[Start of section]
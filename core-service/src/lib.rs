//! Core service façade and bootstrap helpers.
//!
//! This crate wires host-provided bridge implementations (HTTP, settings,
//! product catalog, clock) and the SQLite sync database into the sync and
//! search crates. Every operation reads the host options first, so a new API
//! key or active store applies to the very next call.
//!
//! Native hosts typically enable the `desktop-shims` feature so
//! [`CoreConfig`] can fall back to the `bridge-desktop` adapters.

pub mod error;
pub mod provider;
pub mod status;

pub use error::{CoreError, Result};
pub use provider::{GeminiProviderFactory, ProviderFactory};
pub use status::{LastBulkSync, LocalDocument, ProductSyncStatus, StoreOverview, StoreSummary};

use std::collections::HashSet;
use std::sync::Arc;

use bridge_traits::{
    catalog::{ProductCatalog, ProductId},
    document_id::DocumentId,
    search::{FileSearchProvider, RemoteStore},
    storage::SettingsStore,
    time::Clock,
};
use core_runtime::config::{CoreConfig, SyncTuning};
use core_runtime::settings::{BulkSyncStamp, RuntimeSettings};
use core_search::{AiSearchResponse, SearchResponse, SearchService};
use core_sync::{
    db::{create_pool, DatabaseConfig},
    BulkSyncReport, OrphanCleanupReport, OrphanReconciler, ProductSyncStateRepository,
    SqliteProductSyncStateRepository, SqliteSyncLogRepository, SyncCoordinator, SyncLogRepository,
    SyncRecord, SyncRun,
};
use sqlx::SqlitePool;
use tracing::{debug, info, instrument, warn};

/// Log rows returned by [`CoreService::recent_sync_logs`] without a limit
pub const DEFAULT_LOG_LIMIT: u32 = 50;

/// Failures spelled out when a bulk sync finishes with errors
pub const REPORTED_ERROR_LIMIT: usize = 5;

/// Display name of a store created for a shop
pub fn default_store_display_name(site_name: &str) -> String {
    format!("WooCommerce Products - {}", site_name)
}

/// Aggregated handle to all dependencies the core requires.
pub struct CoreDependencies {
    pub settings_store: Arc<dyn SettingsStore>,
    pub catalog: Arc<dyn ProductCatalog>,
    pub clock: Arc<dyn Clock>,
    pub providers: Arc<dyn ProviderFactory>,
    pub pool: SqlitePool,
    pub tuning: SyncTuning,
}

impl CoreDependencies {
    /// Construct a dependency bundle from explicit handles.
    pub fn new(
        settings_store: Arc<dyn SettingsStore>,
        catalog: Arc<dyn ProductCatalog>,
        clock: Arc<dyn Clock>,
        providers: Arc<dyn ProviderFactory>,
        pool: SqlitePool,
        tuning: SyncTuning,
    ) -> Self {
        Self {
            settings_store,
            catalog,
            clock,
            providers,
            pool,
            tuning,
        }
    }

    /// Take bridges and tuning from a validated [`CoreConfig`]
    pub fn from_config(
        config: &CoreConfig,
        catalog: Arc<dyn ProductCatalog>,
        pool: SqlitePool,
    ) -> Self {
        let providers = GeminiProviderFactory::new(
            Arc::clone(&config.http_client),
            config.gemini.clone(),
        );

        Self::new(
            Arc::clone(&config.settings_store),
            catalog,
            Arc::clone(&config.clock),
            Arc::new(providers),
            pool,
            config.sync.clone(),
        )
    }
}

/// Open the sync database and build the service
///
/// ```ignore
/// use core_runtime::config::CoreConfig;
///
/// let config = CoreConfig::builder()
///     .database_path("/var/lib/file-search/sync.db")
///     .build()?;
/// let core = core_service::bootstrap(config, catalog).await?;
/// let report = core.bulk_sync().await?;
/// ```
pub async fn bootstrap(config: CoreConfig, catalog: Arc<dyn ProductCatalog>) -> Result<CoreService> {
    let pool = create_pool(DatabaseConfig::new(config.database_path.clone()))
        .await
        .map_err(|e| CoreError::InitializationFailed(e.to_string()))?;

    info!(database = %config.database_path.display(), "Core service ready");
    Ok(CoreService::new(CoreDependencies::from_config(
        &config, catalog, pool,
    )))
}

/// Primary façade exposed to host applications.
#[derive(Clone)]
pub struct CoreService {
    deps: Arc<CoreDependencies>,
    log: Arc<dyn SyncLogRepository>,
    state: Arc<dyn ProductSyncStateRepository>,
}

impl CoreService {
    /// Create a new service from the provided dependencies.
    pub fn new(deps: CoreDependencies) -> Self {
        let log: Arc<dyn SyncLogRepository> =
            Arc::new(SqliteSyncLogRepository::new(deps.pool.clone()));
        let state: Arc<dyn ProductSyncStateRepository> =
            Arc::new(SqliteProductSyncStateRepository::new(deps.pool.clone()));

        Self {
            deps: Arc::new(deps),
            log,
            state,
        }
    }

    /// Access the dependencies being used by the service.
    pub fn dependencies(&self) -> Arc<CoreDependencies> {
        Arc::clone(&self.deps)
    }

    async fn settings(&self) -> Result<RuntimeSettings> {
        Ok(RuntimeSettings::load(self.deps.settings_store.as_ref()).await?)
    }

    fn provider(&self, settings: &RuntimeSettings) -> Result<Arc<dyn FileSearchProvider>> {
        self.deps.providers.connect(settings)
    }

    fn coordinator(&self, settings: &RuntimeSettings) -> Result<SyncCoordinator> {
        Ok(SyncCoordinator::new(
            self.provider(settings)?,
            Arc::clone(&self.deps.catalog),
            Arc::clone(&self.log),
            Arc::clone(&self.state),
            Arc::clone(&self.deps.clock),
            self.deps.tuning.clone(),
        )
        .with_store(settings.store_id.clone()))
    }

    fn search_service(&self, settings: &RuntimeSettings) -> Result<SearchService> {
        Ok(
            SearchService::new(self.provider(settings)?, Arc::clone(&self.deps.catalog))
                .with_store(settings.store_id.clone()),
        )
    }

    // ------------------------------------------------------------------
    // Sync
    // ------------------------------------------------------------------

    /// Sync one product in a run of its own
    pub async fn sync(&self, product_id: ProductId) -> Result<DocumentId> {
        self.sync_in_run(&SyncRun::new(), product_id).await
    }

    /// Start a run that several triggers of one request can share
    pub fn begin_run(&self) -> SyncRun {
        SyncRun::new()
    }

    /// Sync one product, at most once per `run`
    pub async fn sync_in_run(&self, run: &SyncRun, product_id: ProductId) -> Result<DocumentId> {
        let settings = self.settings().await?;
        Ok(self.coordinator(&settings)?.sync(run, product_id).await?)
    }

    /// Save hook: syncs only when automatic sync is enabled
    ///
    /// Hosts pass the run of the current request so repeated save triggers
    /// for one product write to the remote store at most once.
    #[instrument(skip_all, fields(product_id = %product_id, run_id = %run.id()))]
    pub async fn on_product_saved(
        &self,
        run: &SyncRun,
        product_id: ProductId,
    ) -> Result<Option<DocumentId>> {
        let settings = self.settings().await?;
        if !settings.sync_on_save {
            debug!("Automatic sync disabled");
            return Ok(None);
        }

        let document_id = self
            .coordinator(&settings)?
            .sync(run, product_id)
            .await?;
        Ok(Some(document_id))
    }

    /// Delete hook: removes the product's remote document, if any
    #[instrument(skip_all, fields(product_id = %product_id))]
    pub async fn on_product_deleted(&self, product_id: ProductId) -> Result<Option<DocumentId>> {
        if self.state.get(product_id).await?.is_none() {
            debug!("Product was never synced");
            return Ok(None);
        }

        let settings = self.settings().await?;
        Ok(self.coordinator(&settings)?.delete_product(product_id).await?)
    }

    /// Delete one remote document by id
    ///
    /// When `product_id` is given its log rows and sync state go too.
    #[instrument(skip(self))]
    pub async fn delete_document(
        &self,
        document_id: &str,
        product_id: Option<ProductId>,
    ) -> Result<DocumentId> {
        let document_id = document_id.trim();
        if document_id.is_empty() {
            return Err(CoreError::InvalidInput("Document ID is required".to_string()));
        }

        let settings = self.settings().await?;
        Ok(self
            .coordinator(&settings)?
            .remove_document(&DocumentId::parse(document_id), product_id)
            .await?)
    }

    /// Sync every published product and persist the report
    #[instrument(skip(self))]
    pub async fn bulk_sync(&self) -> Result<BulkSyncReport> {
        let settings = self.settings().await?;
        let report = self
            .coordinator(&settings)?
            .bulk_sync(&SyncRun::new())
            .await?;

        if report.failed > 0 {
            warn!(
                failed = report.failed,
                first_errors = ?report.error_summary(REPORTED_ERROR_LIMIT),
                "Bulk sync finished with failures"
            );
        }

        let stamp = BulkSyncStamp {
            completed_at: self.deps.clock.unix_timestamp(),
            report: serde_json::to_string(&report)?,
        };
        stamp.save(self.deps.settings_store.as_ref()).await?;

        Ok(report)
    }

    /// Completion time and report of the last bulk sync
    pub async fn last_bulk_sync(&self) -> Result<Option<LastBulkSync>> {
        let Some(stamp) = BulkSyncStamp::load(self.deps.settings_store.as_ref()).await? else {
            return Ok(None);
        };

        let report = match serde_json::from_str(&stamp.report) {
            Ok(report) => Some(report),
            Err(e) => {
                warn!(error = %e, "Stored bulk sync report is unreadable");
                None
            }
        };

        Ok(Some(LastBulkSync {
            completed_at: stamp.completed_at,
            report,
        }))
    }

    /// Drop log rows whose document is gone from the active store
    pub async fn clean_orphans(&self) -> Result<OrphanCleanupReport> {
        let settings = self.settings().await?;
        let store_id = settings.require_store_id()?;
        let reconciler = OrphanReconciler::new(
            self.provider(&settings)?,
            Arc::clone(&self.log),
            Arc::clone(&self.state),
        );

        Ok(reconciler.clean_orphans(store_id).await?)
    }

    // ------------------------------------------------------------------
    // Search
    // ------------------------------------------------------------------

    pub async fn search(&self, query: &str, limit: Option<usize>) -> Result<SearchResponse> {
        let settings = self.settings().await?;
        Ok(self.search_service(&settings)?.search(query, limit).await?)
    }

    pub async fn search_ai(&self, query: &str) -> Result<AiSearchResponse> {
        let settings = self.settings().await?;
        Ok(self.search_service(&settings)?.search_ai(query).await?)
    }

    // ------------------------------------------------------------------
    // Store management
    // ------------------------------------------------------------------

    /// Create a store and make it the active one
    #[instrument(skip(self))]
    pub async fn create_store(&self, display_name: &str) -> Result<RemoteStore> {
        if display_name.trim().is_empty() {
            return Err(CoreError::InvalidInput(
                "Store display name is required".to_string(),
            ));
        }

        let settings = self.settings().await?;
        let store = self.provider(&settings)?.create_store(display_name).await?;
        RuntimeSettings::set_active_store(self.deps.settings_store.as_ref(), &store.name).await?;

        info!(store_id = %store.name, "Active store changed");
        Ok(store)
    }

    /// Remote stores with their local product counts
    pub async fn list_stores(&self) -> Result<StoreOverview> {
        let settings = self.settings().await?;
        let remote = self.provider(&settings)?.list_stores().await?;

        let mut stores = Vec::with_capacity(remote.len());
        for store in remote {
            let local_products = self.log.count_products_for_store(&store.name).await?;
            let active = settings.store_id.as_deref() == Some(store.name.as_str());
            stores.push(StoreSummary {
                store,
                local_products,
                active,
            });
        }

        Ok(StoreOverview {
            stores,
            active_store: settings.store_id,
        })
    }

    /// Delete a store other than the active one
    #[instrument(skip(self))]
    pub async fn delete_store(&self, store_id: &str) -> Result<()> {
        let store_id = store_id.trim();
        if store_id.is_empty() {
            return Err(CoreError::InvalidInput("Store ID is required".to_string()));
        }

        let settings = self.settings().await?;
        if settings.store_id.as_deref() == Some(store_id) {
            return Err(CoreError::ActiveStore(store_id.to_string()));
        }

        self.provider(&settings)?.delete_store(store_id).await?;
        info!(store_id, "Store deleted");
        Ok(())
    }

    /// Whether the configured API key is accepted
    pub async fn test_connection(&self) -> Result<bool> {
        let settings = self.settings().await?;
        Ok(self.provider(&settings)?.test_connection().await?)
    }

    // ------------------------------------------------------------------
    // Status
    // ------------------------------------------------------------------

    pub async fn product_sync_status(&self, product_id: ProductId) -> Result<ProductSyncStatus> {
        let state = self.state.get(product_id).await?;
        let latest = self.log.latest_for_product(product_id).await?;

        Ok(ProductSyncStatus {
            product_id,
            document_id: state.as_ref().map(|s| s.document_id.clone()),
            last_synced_at: state.map(|s| s.last_synced_at),
            latest,
        })
    }

    /// Newest log rows first, [`DEFAULT_LOG_LIMIT`] when `limit` is `None`
    pub async fn recent_sync_logs(&self, limit: Option<u32>) -> Result<Vec<SyncRecord>> {
        Ok(self
            .log
            .recent(limit.unwrap_or(DEFAULT_LOG_LIMIT))
            .await?)
    }

    /// Documents the log places in `store_id`, newest first
    pub async fn local_documents(&self, store_id: &str) -> Result<Vec<LocalDocument>> {
        let store_id = store_id.trim();
        if store_id.is_empty() {
            return Err(CoreError::InvalidInput("Store ID is required".to_string()));
        }

        let records = self.log.local_documents_for_store(store_id).await?;
        let mut seen = HashSet::new();
        let mut documents = Vec::new();

        for record in records {
            if !seen.insert((record.product_id, record.document_id.clone())) {
                continue;
            }
            let product_name = self
                .deps
                .catalog
                .get_product(record.product_id)
                .await?
                .map(|p| p.name);

            documents.push(LocalDocument {
                document_id: record.document_id,
                product_id: record.product_id,
                product_name,
                synced_at: record.synced_at,
            });
        }

        Ok(documents)
    }
}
[End of section]
EXERCISE: Transcribe only the lines from the beginning of the entries to the line with "the sync and", inclusive, exactly as written.

RESULT:
filename core-service/src/lib.rs
//! Core service façade and bootstrap helpers.
//!
//! This crate wires host-provided bridge implementations (HTTP, settings,
//! product catalog, clock) and the SQLite sync database into the sync and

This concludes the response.